The Creative Hope of Resurrection

Pastor Goede Third Sunday of Easter 2020

Dorothy and her brother Darwin

Most of you have seen in the prayer requests that my mom continues in hospice. I think she will likely live several more weeks, but it’s always difficult to say for sure. She’s tiny and curled up now. She worried about her weight after she entered middle age, but now she weighs about half of what she weighed then. Like her mother and her mother’s mother, she developed a hump in her back as she grew older. Unlike her mother and grandmother, however, my mother developed a full-blown case of adult scoliosis, so that her back not only bent in one direction but in two. Now, with so little weight on her bones, you can clearly see how twisted she is

Throughout her life, she struggled with obsessive behavior, and now that she is so far into dementia, it’s overtaken her. Her obsessions change, but it’s impossible to talk with her when all she wants is for me to make sure she can see the picture behind the door without closing the door. She wants to sit in the dark with the door to her room closed. It’s hard to be with her even a short time.

I’ve been thinking about her obituary and I keep remembering a clip of video my cousin Deaven sent me. I think I might use it when it comes time to post about her life and death. Deaven’s grandfather Cliff loved working with machines and new technology, and so he had a motion picture camera long before most people were making home movies. He filmed my mother in about 1930, when she would have been five years old. One of Cliff’s sons, my mother’s cousin, is helping her to pet his very playful dog. My mom is obviously a little afraid, but she is also excited by the dog, hopping up and down between pets. She’s very happy and very sweet. I think this film clip would be a good accompaniment for her obituary, because it’s so disconnected from what my mom is like now.

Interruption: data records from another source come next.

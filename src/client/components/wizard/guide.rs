use dioxus::prelude::*;
use dioxus_free_icons::icons::fa_solid_icons::{FaCheck, FaPhone};
use dioxus_free_icons::Icon;

use super::{flush_notices, StepNavigation};
use crate::{
    client::{
        components::StarRatingDisplay,
        store::{notice::use_notices, session::use_api},
    },
    directory::{reputation, GuideDirectory},
    wizard::TripWizard,
};

#[component]
pub fn GuideStep(mut wizard: Signal<TripWizard>) -> Element {
    let api = use_api();
    let notices = use_notices();

    use_hook(move || {
        spawn(async move {
            wizard.write().begin_guides();
            let result = GuideDirectory::fetch(&api).await;
            let _ = wizard.write().apply_guides(result);
            flush_notices(wizard, notices);
        })
    });

    let directory = wizard.read().guides().clone();
    let selected = wizard
        .read()
        .form()
        .selected_guide
        .as_ref()
        .map(|guide| guide.id);

    rsx!(
        h2 { class: "text-xl font-semibold mb-4", "Choose Your Tour Guide" }
        match directory {
            GuideDirectory::Loading => rsx!(
                div { class: "flex justify-center p-8",
                    span { class: "loading loading-spinner" }
                }
            ),
            GuideDirectory::Failed(_) => rsx!(
                p { class: "text-red-700", "Tour guides could not be loaded." }
            ),
            GuideDirectory::Loaded(guides) => rsx!(
                if guides.is_empty() {
                    p { class: "text-gray-500", "No tour guides are available right now." }
                }
                div { class: "grid md:grid-cols-3 gap-4",
                    for guide in guides {
                        div {
                            key: "{guide.id}",
                            class: if selected == Some(guide.id) {
                                "card shadow-sm border-2 border-violet-600"
                            } else {
                                "card shadow-sm"
                            },
                            div { class: "card-body",
                                h3 { class: "card-title", "{guide.name}" }
                                StarRatingDisplay { reputation: reputation(&guide) }
                                p { class: "text-sm text-gray-500", "{guide.address}" }
                                div { class: "flex items-center gap-2 text-sm",
                                    Icon { width: 12, height: 12, icon: FaPhone }
                                    "{guide.telephone}"
                                }
                                button {
                                    class: "btn btn-primary btn-sm",
                                    onclick: move |_| {
                                        let _ = wizard.write().select_guide(guide.id);
                                        flush_notices(wizard, notices);
                                    },
                                    if selected == Some(guide.id) {
                                        Icon { width: 12, height: 12, icon: FaCheck }
                                        "Selected"
                                    } else {
                                        "Select"
                                    }
                                }
                            }
                        }
                    }
                }
            ),
        }
        StepNavigation { wizard }
    )
}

She is so twisted beyond recognition that it feels hopeful to look back and say, she was once this.

I have been thinking a lot recently about resurrection and resurrected life and resurrected beings. Thinking about my mom in this way is very different from looking back at pictures from when she was a little girl. She was once that adorable little child, but it’s even more interesting to consider, what will she be like in the future? What will she be like in resurrection?

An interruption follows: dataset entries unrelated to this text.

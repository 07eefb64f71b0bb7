use crate::{
    api::{transport::HttpTransport, transport::Method, ApiClient},
    error::api::ApiError,
    model::{
        guide::TourGuideRegistrationDto,
        tourist::TouristRegistrationDto,
        user::{LoginForm, TokenDto},
    },
};

impl<T: HttpTransport> ApiClient<T> {
    /// Exchange credentials for an access token using the OAuth2 password flow
    pub async fn login(&self, credentials: &LoginForm) -> Result<TokenDto, ApiError> {
        self.post_form("/auth/token", credentials).await
    }

    /// Create a tourist account, the new tourist signs in afterwards
    pub async fn register_tourist(&self, registration: &TouristRegistrationDto) -> Result<(), ApiError> {
        self.submit(Method::Post, "/auth/register/tourist", registration)
            .await
    }

    pub async fn register_tour_guide(
        &self,
        registration: &TourGuideRegistrationDto,
    ) -> Result<(), ApiError> {
        self.submit(Method::Post, "/auth/register/guide", registration)
            .await
    }
}
mod auth;
mod credentials;
mod errors;
mod trip;
mod wishlist;
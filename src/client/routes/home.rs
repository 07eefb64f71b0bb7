use dioxus::document::{Meta, Title};
use dioxus::prelude::*;

use crate::client::{components::Page, router::Route, store::session::use_identity};

#[component]
pub fn Home() -> Element {
    let identity = use_identity();
    let home = identity
        .read()
        .role()
        .and_then(|role| role.home_path().parse::<Route>().ok());

    rsx!(
        Title { "The Pearl" }
        Meta {
            name: "description",
            content: "Plan a trip around Sri Lanka with a local tour guide."
        }
        Page { class: "flex items-center justify-center",
            div { class: "flex flex-col items-center gap-4 max-w-256 px-4",
                p { class: "text-4xl font-semibold text-violet-700", "The Pearl" }
                p { class: "text-center text-lg text-gray-600",
                    "Pick the places you want to see, tell us about your trip and travel with a guide who knows the island."
                }
                if let Some(home) = home {
                    Link { to: home, class: "btn btn-primary w-40", "Continue" }
                } else {
                    div { class: "flex gap-4",
                        Link { to: Route::Login {}, class: "btn btn-primary w-40", "Login" }
                        Link { to: Route::Signup {}, class: "btn btn-outline w-40", "Sign Up" }
                    }
                }
            }
        }
    )
}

When Jesus’ disciples meet him on the road to Emmaus, they don’t recognize his resurrected form. I think this is fascinating, and hopeful. They do eventually recognize him in the breaking of the bread. They recognize him in something that calls him to mind. In resurrection, Jesus is remade, recreated. In resurrection, God finishes a piece of the project he’s been working on for a long time, and that’s true not only for Jesus but for my mom and for all of the saints who have gone before us. It will be true for us, and that’s very hopeful.

All of us suffer from the ill effects of sin, which includes the self-destructive things we do to ourselves, but which also includes the destructive things other people do to us, and the destructive things that pop up all on their own, like coronavirus. Lutherans don’t believe that God inflicts all of this on us, but we do believe that God is always working to redeem the creation. But the artist is often working under really tough conditions, trying to rework and remake the creation, and it’s hard to make everything work together to make the plan reality. Finally though, after death, God is able to redeem us. God takes that pattern of our lives, the bright spots, the ugly, torn and ripped parts, and makes us into beings that match the original blueprint. It’s better than being returned to childhood. It’s another step forward into the future, which at the same time is a journey back, back to God.

So I am still waiting, but now I’m waiting with an eye to the future. That’s the difference between Good Friday and Easter Vigil. Now I feel like I’m vigiling, waiting expectantly. I expect death, and when it comes it will be welcome. But what I believe will happen beyond, at Easter, that is what I am really waiting for with expectation and thanksgiving.